- **Task inputs**
//! Direction-change nodes, cross-route intersections, and waypoint assembly.
//!
//! Nodes are descriptive projections of a route for display and instructions.
//! They are regenerated whenever the active path changes.

use nav_core::{GeoPoint, bearing_delta_deg};

use crate::params::NodeParams;
use crate::segment::closest_point_on_path;

// ── Types ─────────────────────────────────────────────────────────────────────

#[derive(Copy, Clone, Debug, PartialEq, Eq, Hash)]
#[cfg_attr(feature = "serde", derive(serde::Serialize, serde::Deserialize))]
pub enum NodeKind {
    Start,
    End,
    DirectionChange,
    Intersection,
}

/// A labelled point of interest along a path.
#[derive(Clone, Debug, PartialEq)]
#[cfg_attr(feature = "serde", derive(serde::Serialize, serde::Deserialize))]
pub struct WaypointNode {
    pub position:      GeoPoint,
    pub label:         String,
    pub kind:          NodeKind,
    /// Fractional position along the primary path (`segment + t`).
    pub path_position: f64,
}

// ── Direction changes ─────────────────────────────────────────────────────────

/// Indices of interior points where the path turns by more than
/// `turn_deg`, or where more than `cadence_points` points have passed since
/// the previous node.
pub fn direction_change_indices(path: &[GeoPoint], params: &NodeParams) -> Vec<usize> {
    let mut out = Vec::new();
    if path.len() < 3 {
        return out;
    }

    let mut last_node = 0usize;
    for i in 1..path.len() - 1 {
        let turn = bearing_delta_deg(
            path[i - 1].bearing_deg(path[i]),
            path[i].bearing_deg(path[i + 1]),
        )
        .abs();

        if turn > params.turn_deg || i - last_node > params.cadence_points {
            out.push(i);
            last_node = i;
        }
    }
    out
}

// ── Intersections ─────────────────────────────────────────────────────────────

/// Points where `a` and `b` come within `intersection_deg` of each other,
/// excluding their shared start and end.  Nearby hits are merged.
pub fn intersections(a: &[GeoPoint], b: &[GeoPoint], params: &NodeParams) -> Vec<GeoPoint> {
    let mut found: Vec<GeoPoint> = Vec::new();
    if a.len() < 2 || b.len() < 2 {
        return found;
    }

    let thresh = params.intersection_deg;
    let steps = params.samples_per_segment.max(2) - 1;
    let endpoints = [a[0], a[a.len() - 1], b[0], b[b.len() - 1]];

    for sa in a.windows(2) {
        for sb in b.windows(2) {
            if !boxes_overlap(sa, sb, thresh) {
                continue;
            }
            for i in 0..=steps {
                let pa = sa[0].lerp(sa[1], i as f64 / steps as f64);
                for j in 0..=steps {
                    let pb = sb[0].lerp(sb[1], j as f64 / steps as f64);
                    if pa.planar_deg(pb) >= thresh {
                        continue;
                    }
                    let hit = pa.lerp(pb, 0.5);
                    let near_endpoint = endpoints.iter().any(|e| e.planar_deg(hit) < thresh);
                    let near_existing = found.iter().any(|f| f.planar_deg(hit) < thresh);
                    if !near_endpoint && !near_existing {
                        found.push(hit);
                    }
                }
            }
        }
    }
    found
}

fn boxes_overlap(sa: &[GeoPoint], sb: &[GeoPoint], pad: f64) -> bool {
    let (a_lat_lo, a_lat_hi) = (sa[0].lat.min(sa[1].lat), sa[0].lat.max(sa[1].lat));
    let (a_lon_lo, a_lon_hi) = (sa[0].lon.min(sa[1].lon), sa[0].lon.max(sa[1].lon));
    let (b_lat_lo, b_lat_hi) = (sb[0].lat.min(sb[1].lat), sb[0].lat.max(sb[1].lat));
    let (b_lon_lo, b_lon_hi) = (sb[0].lon.min(sb[1].lon), sb[0].lon.max(sb[1].lon));

    a_lat_lo - pad <= b_lat_hi
        && b_lat_lo - pad <= a_lat_hi
        && a_lon_lo - pad <= b_lon_hi
        && b_lon_lo - pad <= a_lon_hi
}

// ── Waypoints ─────────────────────────────────────────────────────────────────

/// Assemble the waypoint list for `primary`: start `S`, direction changes
/// `N1..`, intersections with any alternative `I1..` (only those lying on the
/// primary path), end `E`.  Sorted by position along the primary path.
pub fn waypoints(
    primary: &[GeoPoint],
    alternatives: &[&[GeoPoint]],
    params: &NodeParams,
) -> Vec<WaypointNode> {
    if primary.len() < 2 {
        return Vec::new();
    }
    let last = primary.len() - 1;

    let mut nodes = vec![WaypointNode {
        position:      primary[0],
        label:         "S".into(),
        kind:          NodeKind::Start,
        path_position: 0.0,
    }];

    for (n, idx) in direction_change_indices(primary, params).into_iter().enumerate() {
        nodes.push(WaypointNode {
            position:      primary[idx],
            label:         format!("N{}", n + 1),
            kind:          NodeKind::DirectionChange,
            path_position: idx as f64,
        });
    }

    let mut paths: Vec<&[GeoPoint]> = Vec::with_capacity(alternatives.len() + 1);
    paths.push(primary);
    paths.extend_from_slice(alternatives);

    let mut hits: Vec<(f64, GeoPoint)> = Vec::new();
    for i in 0..paths.len() {
        for j in i + 1..paths.len() {
            for p in intersections(paths[i], paths[j], params) {
                let proj = closest_point_on_path(p, primary);
                if proj.is_none() || proj.distance_m > params.attach_m {
                    continue;
                }
                if hits.iter().any(|(_, h)| h.planar_deg(p) < params.intersection_deg) {
                    continue;
                }
                hits.push((proj.path_position(), p));
            }
        }
    }
    hits.sort_by(|a, b| a.0.total_cmp(&b.0));
    for (n, (pos, p)) in hits.into_iter().enumerate() {
        nodes.push(WaypointNode {
            position:      p,
            label:         format!("I{}", n + 1),
            kind:          NodeKind::Intersection,
            path_position: pos,
        });
    }

    nodes.push(WaypointNode {
        position:      primary[last],
        label:         "E".into(),
        kind:          NodeKind::End,
        path_position: last as f64,
    });

    // Stable sort keeps S first and E last on ties.
    nodes.sort_by(|a, b| a.path_position.total_cmp(&b.path_position));
    nodes
}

- **What to do**
Set down the whole of the material again, exactly.

- **Answer area**
//! Direction-change nodes, cross-route intersections, and waypoint assembly.
//!
//! Nodes are descriptive projections of a route for display and instructions.
//! They are regenerated whenever the active path changes.

use nav_core::{GeoPoint, bearing_delta_deg};

use crate::params::NodeParams;
use crate::segment::closest_point_on_path;

// ── Types ─────────────────────────────────────────────────────────────────────

#[derive(Copy, Clone, Debug, PartialEq, Eq, Hash)]
#[cfg_attr(feature = "serde", derive(serde::Serialize, serde::Deserialize))]
pub enum NodeKind {
    Start,
    End,
    DirectionChange,
    Intersection,
}

/// A labelled point of interest along a path.
#[derive(Clone, Debug, PartialEq)]
#[cfg_attr(feature = "serde", derive(serde::Serialize, serde::Deserialize))]
pub struct WaypointNode {
    pub position:      GeoPoint,
    pub label:         String,
    pub kind:          NodeKind,
    /// Fractional position along the primary path (`segment + t`).
    pub path_position: f64,
}

// ── Direction changes ─────────────────────────────────────────────────────────

/// Indices of interior points where the path turns by more than
/// `turn_deg`, or where more than `cadence_points` points have passed since
/// the previous node.
pub fn direction_change_indices(path: &[GeoPoint], params: &NodeParams) -> Vec<usize> {
    let mut out = Vec::new();
    if path.len() < 3 {
        return out;
    }

    let mut last_node = 0usize;
    for i in 1..path.len() - 1 {
        let turn = bearing_delta_deg(
            path[i - 1].bearing_deg(path[i]),
            path[i].bearing_deg(path[i + 1]),
        )
        .abs();

        if turn > params.turn_deg || i - last_node > params.cadence_points {
            out.push(i);
            last_node = i;
        }
    }
    out
}

// ── Intersections ─────────────────────────────────────────────────────────────

/// Points where `a` and `b` come within `intersection_deg` of each other,
/// excluding their shared start and end.  Nearby hits are merged.
pub fn intersections(a: &[GeoPoint], b: &[GeoPoint], params: &NodeParams) -> Vec<GeoPoint> {
    let mut found: Vec<GeoPoint> = Vec::new();
    if a.len() < 2 || b.len() < 2 {
        return found;
    }

    let thresh = params.intersection_deg;
    let steps = params.samples_per_segment.max(2) - 1;
    let endpoints = [a[0], a[a.len() - 1], b[0], b[b.len() - 1]];

    for sa in a.windows(2) {
        for sb in b.windows(2) {
            if !boxes_overlap(sa, sb, thresh) {
                continue;
            }
            for i in 0..=steps {
                let pa = sa[0].lerp(sa[1], i as f64 / steps as f64);
                for j in 0..=steps {
                    let pb = sb[0].lerp(sb[1], j as f64 / steps as f64);
                    if pa.planar_deg(pb) >= thresh {
                        continue;
                    }
                    let hit = pa.lerp(pb, 0.5);
                    let near_endpoint = endpoints.iter().any(|e| e.planar_deg(hit) < thresh);
                    let near_existing = found.iter().any(|f| f.planar_deg(hit) < thresh);
                    if !near_endpoint && !near_existing {
                        found.push(hit);
                    }
                }
            }
        }
    }
    found
}

fn boxes_overlap(sa: &[GeoPoint], sb: &[GeoPoint], pad: f64) -> bool {
    let (a_lat_lo, a_lat_hi) = (sa[0].lat.min(sa[1].lat), sa[0].lat.max(sa[1].lat));
    let (a_lon_lo, a_lon_hi) = (sa[0].lon.min(sa[1].lon), sa[0].lon.max(sa[1].lon));
    let (b_lat_lo, b_lat_hi) = (sb[0].lat.min(sb[1].lat), sb[0].lat.max(sb[1].lat));
    let (b_lon_lo, b_lon_hi) = (sb[0].lon.min(sb[1].lon), sb[0].lon.max(sb[1].lon));

    a_lat_lo - pad <= b_lat_hi
        && b_lat_lo - pad <= a_lat_hi
        && a_lon_lo - pad <= b_lon_hi
        && b_lon_lo - pad <= a_lon_hi
}

// ── Waypoints ─────────────────────────────────────────────────────────────────

/// Assemble the waypoint list for `primary`: start `S`, direction changes
/// `N1..`, intersections with any alternative `I1..` (only those lying on the
/// primary path), end `E`.  Sorted by position along the primary path.
pub fn waypoints(
    primary: &[GeoPoint],
    alternatives: &[&[GeoPoint]],
    params: &NodeParams,
) -> Vec<WaypointNode> {
    if primary.len() < 2 {
        return Vec::new();
    }
    let last = primary.len() - 1;

    let mut nodes = vec![WaypointNode {
        position:      primary[0],
        label:         "S".into(),
        kind:          NodeKind::Start,
        path_position: 0.0,
    }];

    for (n, idx) in direction_change_indices(primary, params).into_iter().enumerate() {
        nodes.push(WaypointNode {
            position:      primary[idx],
            label:         format!("N{}", n + 1),
            kind:          NodeKind::DirectionChange,
            path_position: idx as f64,
        });
    }

    let mut paths: Vec<&[GeoPoint]> = Vec::with_capacity(alternatives.len() + 1);
    paths.push(primary);
    paths.extend_from_slice(alternatives);

    let mut hits: Vec<(f64, GeoPoint)> = Vec::new();
    for i in 0..paths.len() {
        for j in i + 1..paths.len() {
            for p in intersections(paths[i], paths[j], params) {
                let proj = closest_point_on_path(p, primary);
                if proj.is_none() || proj.distance_m > params.attach_m {
                    continue;
                }
                if hits.iter().any(|(_, h)| h.planar_deg(p) < params.intersection_deg) {
                    continue;
                }
                hits.push((proj.path_position(), p));
            }
        }
    }
    hits.sort_by(|a, b| a.0.total_cmp(&b.0));
    for (n, (pos, p)) in hits.into_iter().enumerate() {
        nodes.push(WaypointNode {
            position:      p,
            label:         format!("I{}", n + 1),
            kind:          NodeKind::Intersection,
            path_position: pos,
        });
    }

    nodes.push(WaypointNode {
        position:      primary[last],
        label:         "E".into(),
        kind:          NodeKind::End,
        path_position: last as f64,
    });

    // Stable sort keeps S first and E last on ties.
    nodes.sort_by(|a, b| a.path_position.total_cmp(&b.path_position));
    nodes
}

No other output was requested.